A Novel Expert System-Based Optimization of Fast-Charging Station Location Planning for Electric Buses


Can C., KILIÇ F., Kaya Y.

Expert Systems, cilt.43, sa.7, 2026 (SCI-Expanded, Scopus) identifier

  • Yayın Türü: Makale / Tam Makale
  • Cilt numarası: 43 Sayı: 7
  • Basım Tarihi: 2026
  • Doi Numarası: 10.1111/exsy.70281
  • Dergi Adı: Expert Systems
  • Derginin Tarandığı İndeksler: Science Citation Index Expanded (SCI-EXPANDED), Scopus, ABI/INFORM, Compendex, INSPEC, Library, Information Science & Technology Abstracts (LISTA), Psycinfo
  • Anahtar Kelimeler: electric buses, fast charging station, locational planning, meta-heuristic algorithms, power network systems
  • Çukurova Üniversitesi Adresli: Evet

Özet

The need for electric buses (e-buses) has increased significantly due to the global shift towards sustainable urban mobility and low-carbon transportation systems. The integration of e-buses into public transportation has become an environmentally friendly urban development element due to their positive environmental impacts and potential to reduce private vehicle use. This study introduces a new locational planning model for fast-charging stations (FCS) that optimally integrates them into the existing power network infrastructure to support the transition to e-bus systems.
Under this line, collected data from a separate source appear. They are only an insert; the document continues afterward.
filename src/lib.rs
//! deepwork - a deep-work timer for the terminal
//!
//! This crate provides a single-session work timer that logs distractions,
//! a persistent session history, and CSV/JSON export and import.

#![deny(unsafe_code)]
#![deny(clippy::unwrap_used)]
#![deny(clippy::expect_used)]
#![warn(clippy::pedantic)]
#![warn(clippy::nursery)]
#![allow(clippy::module_name_repetitions)]

pub mod cli;
pub mod config;
pub mod core;
pub mod error;
pub mod features;
pub mod logging;
pub mod output;
pub mod storage;
pub mod tui;

pub use cli::args::{Cli, Commands, OutputFormat};
pub use error::DeepWorkError;
pub use features::session::SessionStore;
pub use features::timer::TimerCore;
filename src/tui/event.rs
//! Event handling for the TUI.

use std::time::Duration;

use crossterm::event::{self, Event, KeyCode, KeyEvent, KeyEventKind, KeyModifiers};

use crate::core::Clock;
use crate::error::DeepWorkError;
use crate::features::timer::TimerState;
use crate::storage::KeyValueStore;
use crate::tui::app::App;

/// Wait up to `timeout` for a key and apply it.
///
/// Returns true if a key was handled.
///
/// # Errors
///
/// Returns an error if event polling fails.
pub fn handle_events<K: KeyValueStore, C: Clock>(
    app: &mut App<K, C>,
    timeout: Duration,
) -> Result<bool, DeepWorkError> {
    if !event::poll(timeout).map_err(|e| DeepWorkError::Terminal(format!("Event poll failed: {e}")))? {
        return Ok(false);
    }

    match event::read().map_err(|e| DeepWorkError::Terminal(format!("Event read failed: {e}")))? {
        Event::Key(key) if key.kind == KeyEventKind::Press => {
            handle_key(app, key);
            Ok(true)
        }
        Event::Resize(_, _) => Ok(true),
        _ => Ok(false),
    }
}

/// Apply one key press.
pub fn handle_key<K: KeyValueStore, C: Clock>(app: &mut App<K, C>, key: KeyEvent) {
    // Handle Ctrl+C
    if key.modifiers.contains(KeyModifiers::CONTROL) && key.code == KeyCode::Char('c') {
        app.should_quit = true;
        return;
    }

    if app.timer.state() == TimerState::Distracted {
        app.cancel_pending();
        match key.code {
            KeyCode::Enter => app.submit_reason(),
            KeyCode::Esc => app.cancel_distraction(),
            KeyCode::Backspace => app.pop_char(),
            KeyCode::Char(c) => app.push_char(c),
            _ => {}
        }
        return;
    }

    match key.code {
        KeyCode::Char('q') => app.request_quit(),
        KeyCode::Char('s' | ' ') => {
            app.cancel_pending();
            app.toggle_running();
        }
        KeyCode::Char('d') => {
            app.cancel_pending();
            app.begin_distraction();
        }
        KeyCode::Char('e') => {
            app.cancel_pending();
            app.end_session();
        }
        KeyCode::Char('h') => {
            app.cancel_pending();
            app.toggle_history();
        }
        KeyCode::Char('j') | KeyCode::Down if app.show_history => {
            app.cancel_pending();
            app.scroll_down();
        }
        KeyCode::Char('k') | KeyCode::Up if app.show_history => {
            app.cancel_pending();
            app.scroll_up();
        }
        _ => app.cancel_pending(),
    }
}
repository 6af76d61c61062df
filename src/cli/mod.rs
//! Command-line interface.

pub mod args;
pub mod commands;
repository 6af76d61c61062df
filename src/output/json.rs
//! JSON output formatting for deepwork.

use serde::Serialize;
use serde_json::json;

use crate::error::DeepWorkError;
use crate::features::session::DateGroup;

/// Format grouped history as JSON.
///
/// Days whose sessions carry an unreadable timestamp have a `null` date.
///
/// # Errors
///
/// Returns `DeepWorkError::Parse` if JSON serialization fails.
pub fn format_history_json(groups: &[DateGroup<'_>]) -> Result<String, DeepWorkError> {
    let days: Vec<_> = groups
        .iter()
        .map(|group| {
            json!({
                "date": group.date,
                "totalTime": group.total_seconds(),
                "distractions": group.distraction_count(),
                "sessions": group.sessions,
            })
        })
        .collect();

    let output = json!({
        "count": groups.iter().map(|g| g.sessions.len()).sum::<usize>(),
        "days": days,
    });
    Ok(serde_json::to_string_pretty(&output)?)
}

/// Generic JSON formatter for any serializable type
///
/// # Errors
///
/// Returns `DeepWorkError::Parse` if JSON serialization fails.
pub fn to_json<T: Serialize>(value: &T) -> Result<String, DeepWorkError> {
    Ok(serde_json::to_string_pretty(value)?)
}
It aims to minimize total operational, maintenance, installation and transportation costs to the charging station, as well as energy distribution line costs, while providing adequate charging services for e-bus fleets. In the model, the binary version of the Walrus Optimization Algorithm has been proposed and compared with three well-known metaheuristic algorithms: the Arithmetic Optimization Algorithm, the Grey Wolf Optimizer and the Whale Optimization Algorithm. A proposed model for charging stations has been evaluated using two real-world datasets containing public transportation and power network data from Adana. The results of the proposed model demonstrate a more realistic, grid-friendly deployment of fast-charging stations at reduced cost.